Selon Público aujourd'hui, la ligne officielle est que les bloquer impliquerait des «contraintes» et affecterait les travailleurs portugais.

Mais d'autres pays – à savoir le Danemark, la France, la Belgique, l'Italie, l'Autriche et la Pologne – ont tous décidé que cela n'avait aucun sens d'alléger la charge financière des entreprises qui évitent les impôts.

Le président français Macron a insisté pour ne pas étendre le financement public à ces entreprises.

Mais les socialistes PS voient la situation différemment.

Selon le ministre de l'Economie Pedro Siza Vieira aujourd'hui, la décision a été prise en tenant compte «de la nécessité de la protection sociale des travailleurs et du redressement des entreprises qui opèrent sur le territoire national».

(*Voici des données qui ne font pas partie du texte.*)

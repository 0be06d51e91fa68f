//! The parser seam shared by every SPDX 2 serialization.

use crate::error::{ErrorContext, Result, SpdxError};
use crate::model::Document;
use std::path::Path;

/// Maximum input size (512 MB); parsers read the whole file into memory.
pub const MAX_SPDX_FILE_SIZE: u64 = 512 * 1024 * 1024;

/// SPDX 2 versions the parsers understand.
pub const SUPPORTED_VERSIONS: &[&str] = &["SPDX-2.2", "SPDX-2.3"];

/// A reader for one SPDX 2 serialization.
///
/// Implementors provide `parse_str`; reading from a path adds the size limit
/// and the path as error context.
pub trait SpdxParser {
    /// Parse a document from a file path
    fn parse(&self, path: &Path) -> Result<Document> {
        let metadata = std::fs::metadata(path).map_err(|e| SpdxError::io(path, e))?;
        if metadata.len() > MAX_SPDX_FILE_SIZE {
            let err = std::io::Error::new(
                std::io::ErrorKind::InvalidData,
                format!(
                    "SPDX file is {} MB, exceeding the {} MB limit",
                    metadata.len() / (1024 * 1024),
                    MAX_SPDX_FILE_SIZE / (1024 * 1024),
                ),
            );
            return Err(SpdxError::io(path, err));
        }
        let content = std::fs::read_to_string(path).map_err(|e| SpdxError::io(path, e))?;
        self.parse_str(&content)
            .with_context(|| format!("parsing {}", path.display()))
    }

    /// Parse a document from string content
    fn parse_str(&self, content: &str) -> Result<Document>;

    /// Get format name
    fn format_name(&self) -> &'static str;

    /// Get supported SPDX versions
    fn supported_versions(&self) -> &'static [&'static str] {
        SUPPORTED_VERSIONS
    }
}
//! SPDX tag-value writer.
//!
//! Sections are written in a fixed order: document header and creation info,
//! external document references, extracted licensing info, files no package
//! contains, each package followed by the files it contains, snippets,
//! relationships and annotations. Unpackaged files go before the first
//! package because a file after a package is read back as part of it.

use crate::model::datetime::format_datetime;
use crate::model::{
    Annotation, Document, ExtractedLicensingInfo, File, Package, Relationship,
    RelationshipType, Snippet, SpdxEnum,
};
use std::collections::HashSet;
use std::fmt::Display;

/// Writes `document` as tag-value text.
#[must_use]
pub fn write_tag_value(document: &Document) -> String {
    let mut writer = Sections::default();
    writer.document(document);
    writer.out
}

#[derive(Debug, Default)]
struct Sections {
    out: String,
}

impl Sections {
    fn value(&mut self, tag: &str, value: impl Display) {
        self.out.push_str(tag);
        self.out.push_str(": ");
        self.out.push_str(&value.to_string());
        self.out.push('\n');
    }

    fn optional(&mut self, tag: &str, value: Option<impl Display>) {
        if let Some(value) = value {
            self.value(tag, value);
        }
    }

    /// Wraps the value in `<text>` when reading it back line by line would
    /// change it.
    fn text(&mut self, tag: &str, value: &str) {
        if needs_text_block(value) {
            self.value(tag, format_args!("<text>{value}</text>"));
        } else {
            self.value(tag, value);
        }
    }

    fn optional_text(&mut self, tag: &str, value: Option<&str>) {
        if let Some(value) = value {
            self.text(tag, value);
        }
    }

    fn section(&mut self, title: &str) {
        if !self.out.is_empty() {
            self.out.push('\n');
        }
        self.out.push_str("## ");
        self.out.push_str(title);
        self.out.push('\n');
    }

    fn document(&mut self, document: &Document) {
        let info = &document.creation_info;
        self.section("Document Information");
        self.value("SPDXVersion", &info.spdx_version);
        self.value("DataLicense", &info.data_license);
        self.value("SPDXID", &info.spdx_id);
        self.value("DocumentName", &info.name);
        self.value("DocumentNamespace", &info.document_namespace);
        self.optional_text("DocumentComment", info.document_comment.as_deref());

        if !info.external_document_refs.is_empty() {
            self.section("External Document References");
            for external in &info.external_document_refs {
                self.value(
                    "ExternalDocumentRef",
                    format_args!(
                        "{} {} {}",
                        external.document_ref_id, external.document_uri, external.checksum
                    ),
                );
            }
        }

        self.section("Creation Information");
        self.optional("LicenseListVersion", info.license_list_version.as_ref());
        for creator in &info.creators {
            self.value("Creator", creator);
        }
        self.value("Created", format_datetime(&info.created));
        self.optional_text("CreatorComment", info.creator_comment.as_deref());

        for license in &document.extracted_licensing_info {
            self.section("License Information");
            self.extracted_licensing_info(license);
        }

        let placement = FilePlacement::new(document);
        for file in placement.unpackaged(document) {
            self.section("File Information");
            self.file(file);
        }
        for package in &document.packages {
            self.section("Package Information");
            self.package(package);
            for file in placement.contained_in(document, &package.spdx_id) {
                self.section("File Information");
                self.file(file);
            }
        }

        for snippet in &document.snippets {
            self.section("Snippet Information");
            self.snippet(snippet);
        }

        let relationships: Vec<&Relationship> = document
            .relationships
            .iter()
            .filter(|rel| !placement.is_implied(rel))
            .collect();
        if !relationships.is_empty() {
            self.section("Relationships");
            for relationship in relationships {
                self.relationship(relationship);
            }
        }

        if !document.annotations.is_empty() {
            self.section("Annotations");
            for annotation in &document.annotations {
                self.annotation(annotation);
            }
        }
    }

    fn package(&mut self, package: &Package) {
        self.value("PackageName", &package.name);
        self.value("SPDXID", &package.spdx_id);
        self.optional("PackageVersion", package.version.as_ref());
        self.optional("PackageFileName", package.file_name.as_ref());
        self.optional("PackageSupplier", package.supplier.as_ref());
        self.optional("PackageOriginator", package.originator.as_ref());
        self.value("PackageDownloadLocation", &package.download_location);
        self.value("FilesAnalyzed", package.files_analyzed);
        if let Some(code) = &package.verification_code {
            if code.excluded_files.is_empty() {
                self.value("PackageVerificationCode", &code.value);
            } else {
                self.value(
                    "PackageVerificationCode",
                    format_args!("{} (excludes: {})", code.value, code.excluded_files.join(", ")),
                );
            }
        }
        for checksum in &package.checksums {
            self.value("PackageChecksum", checksum);
        }
        self.optional("PackageHomePage", package.homepage.as_ref());
        self.optional_text("PackageSourceInfo", package.source_info.as_deref());
        self.optional("PackageLicenseConcluded", package.license_concluded.as_ref());
        for license in &package.license_info_from_files {
            self.value("PackageLicenseInfoFromFiles", license);
        }
        self.optional("PackageLicenseDeclared", package.license_declared.as_ref());
        self.optional_text("PackageLicenseComments", package.license_comment.as_deref());
        if let Some(copyright) = &package.copyright_text {
            self.text("PackageCopyrightText", &copyright.to_string());
        }
        self.optional_text("PackageSummary", package.summary.as_deref());
        self.optional_text("PackageDescription", package.description.as_deref());
        self.optional_text("PackageComment", package.comment.as_deref());
        for external in &package.external_references {
            self.value(
                "ExternalRef",
                format_args!(
                    "{} {} {}",
                    external.category.tag_value_name(),
                    external.reference_type,
                    external.locator
                ),
            );
            self.optional_text("ExternalRefComment", external.comment.as_deref());
        }
        for text in &package.attribution_texts {
            self.text("PackageAttributionText", text);
        }
        if let Some(purpose) = package.primary_package_purpose {
            self.value("PrimaryPackagePurpose", purpose.tag_value_name());
        }
        self.optional("ReleaseDate", package.release_date.as_ref().map(format_datetime));
        self.optional("BuiltDate", package.built_date.as_ref().map(format_datetime));
        self.optional("ValidUntilDate", package.valid_until_date.as_ref().map(format_datetime));
    }

    fn file(&mut self, file: &File) {
        self.value("FileName", &file.name);
        self.value("SPDXID", &file.spdx_id);
        for file_type in &file.file_types {
            self.value("FileType", file_type.tag_value_name());
        }
        for checksum in &file.checksums {
            self.value("FileChecksum", checksum);
        }
        self.optional("LicenseConcluded", file.license_concluded.as_ref());
        for license in &file.license_info_in_file {
            self.value("LicenseInfoInFile", license);
        }
        self.optional_text("LicenseComments", file.license_comment.as_deref());
        if let Some(copyright) = &file.copyright_text {
            self.text("FileCopyrightText", &copyright.to_string());
        }
        self.optional_text("FileComment", file.comment.as_deref());
        self.optional_text("FileNotice", file.notice.as_deref());
        for contributor in &file.contributors {
            self.text("FileContributor", contributor);
        }
        for text in &file.attribution_texts {
            self.text("FileAttributionText", text);
        }
    }

    fn snippet(&mut self, snippet: &Snippet) {
        self.value("SnippetSPDXID", &snippet.spdx_id);
        self.value("SnippetFromFileSPDXID", &snippet.file_spdx_id);
        let (start, end) = snippet.byte_range;
        self.value("SnippetByteRange", format_args!("{start}:{end}"));
        if let Some((start, end)) = snippet.line_range {
            self.value("SnippetLineRange", format_args!("{start}:{end}"));
        }
        self.optional("SnippetLicenseConcluded", snippet.license_concluded.as_ref());
        for license in &snippet.license_info_in_snippet {
            self.value("LicenseInfoInSnippet", license);
        }
        self.optional_text("SnippetLicenseComments", snippet.license_comment.as_deref());
        if let Some(copyright) = &snippet.copyright_text {
            self.text("SnippetCopyrightText", &copyright.to_string());
        }
        self.optional_text("SnippetComment", snippet.comment.as_deref());
        self.optional_text("SnippetName", snippet.name.as_deref());
        for text in &snippet.attribution_texts {
            self.text("SnippetAttributionText", text);
        }
    }

    fn extracted_licensing_info(&mut self, info: &ExtractedLicensingInfo) {
        self.optional("LicenseID", info.license_id.as_ref());
        if let Some(text) = &info.extracted_text {
            self.value("ExtractedText", format_args!("<text>{text}</text>"));
        }
        self.optional("LicenseName", info.license_name.as_ref());
        for reference in &info.cross_references {
            self.value("LicenseCrossReference", reference);
        }
        self.optional_text("LicenseComment", info.comment.as_deref());
    }

    fn relationship(&mut self, relationship: &Relationship) {
        self.value(
            "Relationship",
            format_args!(
                "{} {} {}",
                relationship.spdx_element_id,
                relationship.relationship_type,
                relationship.related_spdx_element_id
            ),
        );
        self.optional_text("RelationshipComment", relationship.comment.as_deref());
    }

    fn annotation(&mut self, annotation: &Annotation) {
        self.value("Annotator", &annotation.annotator);
        self.value("AnnotationDate", format_datetime(&annotation.annotation_date));
        self.value("AnnotationType", annotation.annotation_type.tag_value_name());
        self.value("SPDXREF", &annotation.spdx_id);
        self.text("AnnotationComment", &annotation.annotation_comment);
    }
}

Cela n'a pas été consensuel: les communistes du PCP et du PEV (Verts) ont tous deux proposé des projets de loi pour exclure les sociétés offshore des aides d'État, mais ils ont été votés par le PS, le PSD, le CDS-PP et Iniciativa Liberal (Initiative libérale).

Cela signifie que les entreprises gérées par des «offshores» pourront bénéficier de tous les programmes d'aide, du régime de licenciement aux lignes de crédit, des initiatives fiscales proposées dans le budget supplémentaire et de l'extension du plafond des pertes de l'IRC en 2020 et 2021.